---- MATERIAL FOR THE TASK
//! Scoring profiles
//!
//! A profile holds every constant of the coherence index: criterion weights,
//! the step tables that turn signal counts into scores, the risk bands, and
//! the thresholds for warnings and brakes. Profiles are immutable values passed
//! into scoring, so several index versions can coexist.
//!
//! Weights are stored as basis points and must add up to exactly 10 000.
//!
//! ```
//! use coherence_engine::profile::ScoringProfile;
//!
//! let profile = ScoringProfile::from_toml_str(r#"
//!     name = "ICI v7 (strict)"
//!
//!     [bands]
//!     very_high_below = 55.0
//!     high_below = 70.0
//!     medium_below = 85.0
//! "#).unwrap();
//!
//! assert_eq!(profile.bands.medium_below, 85.0);
//! assert_eq!(profile.weights.total(), 10_000);
//! ```

use std::path::Path;

use serde::{Deserialize, Serialize};
use shared_types::CriterionId;
use thiserror::Error;

/// Total of a valid weight table, in basis points
pub const WEIGHT_SCALE: u32 = 10_000;

#[derive(Debug, Error)]
pub enum ConfigError {
    #[error("IO error: {0}")]
    Io(#[from] std::io::Error),

    #[error("TOML parse error: {0}")]
    Toml(#[from] toml::de::Error),

    #[error("Invalid profile: {0}")]
    Invalid(String),
}

#[derive(Debug, Clone, PartialEq, Deserialize, Serialize)]
#[serde(default)]
pub struct ScoringProfile {
    pub name: String,
    pub weights: Weights,
    pub steps: StepTables,
    pub bands: RiskBands,
    pub warnings: WarningThresholds,
    pub brakes: BrakeThresholds,
}

/// Criterion weights in basis points
#[derive(Debug, Clone, Copy, PartialEq, Eq, Deserialize, Serialize)]
#[serde(default)]
pub struct Weights {
    pub c1: u32,
    pub c2: u32,
    pub c3: u32,
    pub c4: u32,
    pub c5: u32,
    pub c6: u32,
    pub c7: u32,
    pub c13: u32,
}

/// Score assigned to each signal-count tier
#[derive(Debug, Clone, PartialEq, Deserialize, Serialize)]
#[serde(default)]
pub struct StepTables {
    /// Distinct evidentiary types: 0, 1, 2, 3, 4+
    pub c1: [f64; 5],
    pub c2_base: f64,
    /// Added per reliability signal present
    pub c2_signal: f64,
    /// Added when contradictions are acknowledged
    pub c2_contradiction: f64,
    /// Distinct logical connectors: 0, 1, 2, 3, 4+
    pub c3: [f64; 5],
    /// Not mentioned, mentioned only, mentioned and analysed
    pub c4: [f64; 3],
    /// No signals, sparse, dense, unbalanced
    pub c5: [f64; 4],
    /// Circular, not circular
    pub c6: [f64; 2],
    /// Distinct motivation sections: 0, 1, 2, 3, 4+
    pub c7: [f64; 5],
    /// Independent corroborations: 0, 1, 2-3, 4+
    pub c13: [f64; 4],
}

/// Upper (exclusive) bounds of the first three risk bands
#[derive(Debug, Clone, Copy, PartialEq, Deserialize, Serialize)]
#[serde(default)]
pub struct RiskBands {
    pub very_high_below: f64,
    pub high_below: f64,
    pub medium_below: f64,
}

/// A criterion below its threshold appends a warning to the interpretation
#[derive(Debug, Clone, Copy, PartialEq, Deserialize, Serialize)]
#[serde(default)]
pub struct WarningThresholds {
    pub c1: f64,
    pub c4: f64,
    pub c5: f64,
    pub c6: f64,
    pub c7: f64,
    pub c13: f64,
}

#[derive(Debug, Clone, Copy, PartialEq, Deserialize, Serialize)]
#[serde(default)]
pub struct BrakeThresholds {
    pub c4: f64,
    pub c13: f64,
    pub index: f64,
}

impl ScoringProfile {
    /// The ICI v7 profile
    pub fn ici_v7() -> Self {
        Self {
            name: "ICI v7".to_string(),
            weights: Weights::default(),
            steps: StepTables::default(),
            bands: RiskBands::default(),
            warnings: WarningThresholds::default(),
            brakes: BrakeThresholds::default(),
        }
    }

    /// Loads and validates a profile from a TOML file.
    pub fn load(path: impl AsRef<Path>) -> Result<Self, ConfigError> {
        let contents = std::fs::read_to_string(path)?;
        Self::from_toml_str(&contents)
    }

    /// Parses and validates a profile from a TOML string.
    ///
    /// Omitted keys keep their ICI v7 values.
    pub fn from_toml_str(s: &str) -> Result<Self, ConfigError> {
        let profile: Self = toml::from_str(s)?;
        profile.validate()?;
        Ok(profile)
    }

    /// Weight of a criterion as a fraction of one
    pub fn weight(&self, id: CriterionId) -> f64 {
        self.weights.basis_points(id) as f64 / WEIGHT_SCALE as f64
    }

    pub fn validate(&self) -> Result<(), ConfigError> {
        for id in CriterionId::ALL {
            let points = self.weights.basis_points(id);
            if points > WEIGHT_SCALE {
                return Err(ConfigError::Invalid(format!(
                    "weight {} of {:?} exceeds {} basis points",
                    points, id, WEIGHT_SCALE
                )));
            }
        }

        let total = self.weights.total();
        if total != u64::from(WEIGHT_SCALE) {
            return Err(ConfigError::Invalid(format!(
                "weights add up to {} basis points, expected {}",
                total, WEIGHT_SCALE
            )));
        }

        for (table, value) in self.steps.values() {
            if !(0.0..=100.0).contains(&value) {
                return Err(ConfigError::Invalid(format!(
                    "step value {} in {} is outside [0, 100]",
                    value, table
                )));
            }
        }

        let b = &self.bands;
        if !(0.0 < b.very_high_below && b.very_high_below < b.high_below
            && b.high_below < b.medium_below && b.medium_below <= 100.0)
        {
            return Err(ConfigError::Invalid(format!(
                "risk bands must increase within (0, 100]: {} / {} / {}",
                b.very_high_below, b.high_below, b.medium_below
            )));
        }

        Ok(())
    }
}

impl Default for ScoringProfile {
    fn default() -> Self {
        Self::ici_v7()
    }
}

impl Weights {
    pub fn basis_points(&self, id: CriterionId) -> u32 {
        match id {
            CriterionId::C1 => self.c1,
            CriterionId::C2 => self.c2,
            CriterionId::C3 => self.c3,
            CriterionId::C4 => self.c4,
            CriterionId::C5 => self.c5,
            CriterionId::C6 => self.c6,
            CriterionId::C7 => self.c7,
            CriterionId::C13 => self.c13,
        }
    }

    /// Sum of all weights, widened so untrusted profiles cannot overflow it
    pub fn total(&self) -> u64 {
        CriterionId::ALL
            .iter()
            .map(|id| u64::from(self.basis_points(*id)))
            .sum()
    }
}

impl Default for Weights {
    fn default() -> Self {
        Self {
            c1: 1500,
            c2: 1500,
            c3: 1500,
            c4: 2000,
            c5: 1000,
            c6: 1000,
            c7: 500,
            c13: 1000,
        }
    }
}

impl StepTables {
    /// Every configured value, labelled by the table it belongs to
    fn values(&self) -> impl Iterator<Item = (&'static str, f64)> + '_ {
        let scalars = [
            ("c2_base", self.c2_base),
            ("c2_signal", self.c2_signal),
            ("c2_contradiction", self.c2_contradiction),
        ];
        let tables: [(&'static str, &[f64]); 7] = [
            ("c1", &self.c1),
            ("c3", &self.c3),
            ("c4", &self.c4),
            ("c5", &self.c5),
            ("c6", &self.c6),
            ("c7", &self.c7),
            ("c13", &self.c13),
        ];
        scalars.into_iter().chain(
            tables
                .into_iter()
                .flat_map(|(name, values)| values.iter().map(move |v| (name, *v))),
        )
    }
}

impl Default for StepTables {
    fn default() -> Self {
        Self {
            c1: [10.0, 40.0, 60.0, 75.0, 90.0],
            c2_base: 20.0,
            c2_signal: 20.0,
            c2_contradiction: 10.0,
            c3: [30.0, 55.0, 70.0, 80.0, 90.0],
            c4: [20.0, 40.0, 75.0],
            c5: [30.0, 55.0, 70.0, 80.0],
            c6: [60.0, 80.0],
            c7: [30.0, 50.0, 65.0, 75.0, 85.0],
            c13: [10.0, 40.0, 70.0, 90.0],
        }
    }
}

impl Default for RiskBands {
    fn default() -> Self {
        Self {
            very_high_below: 50.0,
            high_below: 65.0,
            medium_below: 80.0,
        }
    }
}

impl Default for WarningThresholds {
    fn default() -> Self {
        Self {
            c1: 30.0,
            c4: 40.0,
            c5: 40.0,
            c6: 60.0,
            c7: 50.0,
            c13: 40.0,
        }
    }
}

impl Default for BrakeThresholds {
    fn default() -> Self {
        Self {
            c4: 40.0,
            c13: 40.0,
            index: 40.0,
        }
    }
}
--------
**PROBLEM REQUIREMENTS:** A single number is asked for: how many lines in the entries above hold the string "name".

**REPLY:** 4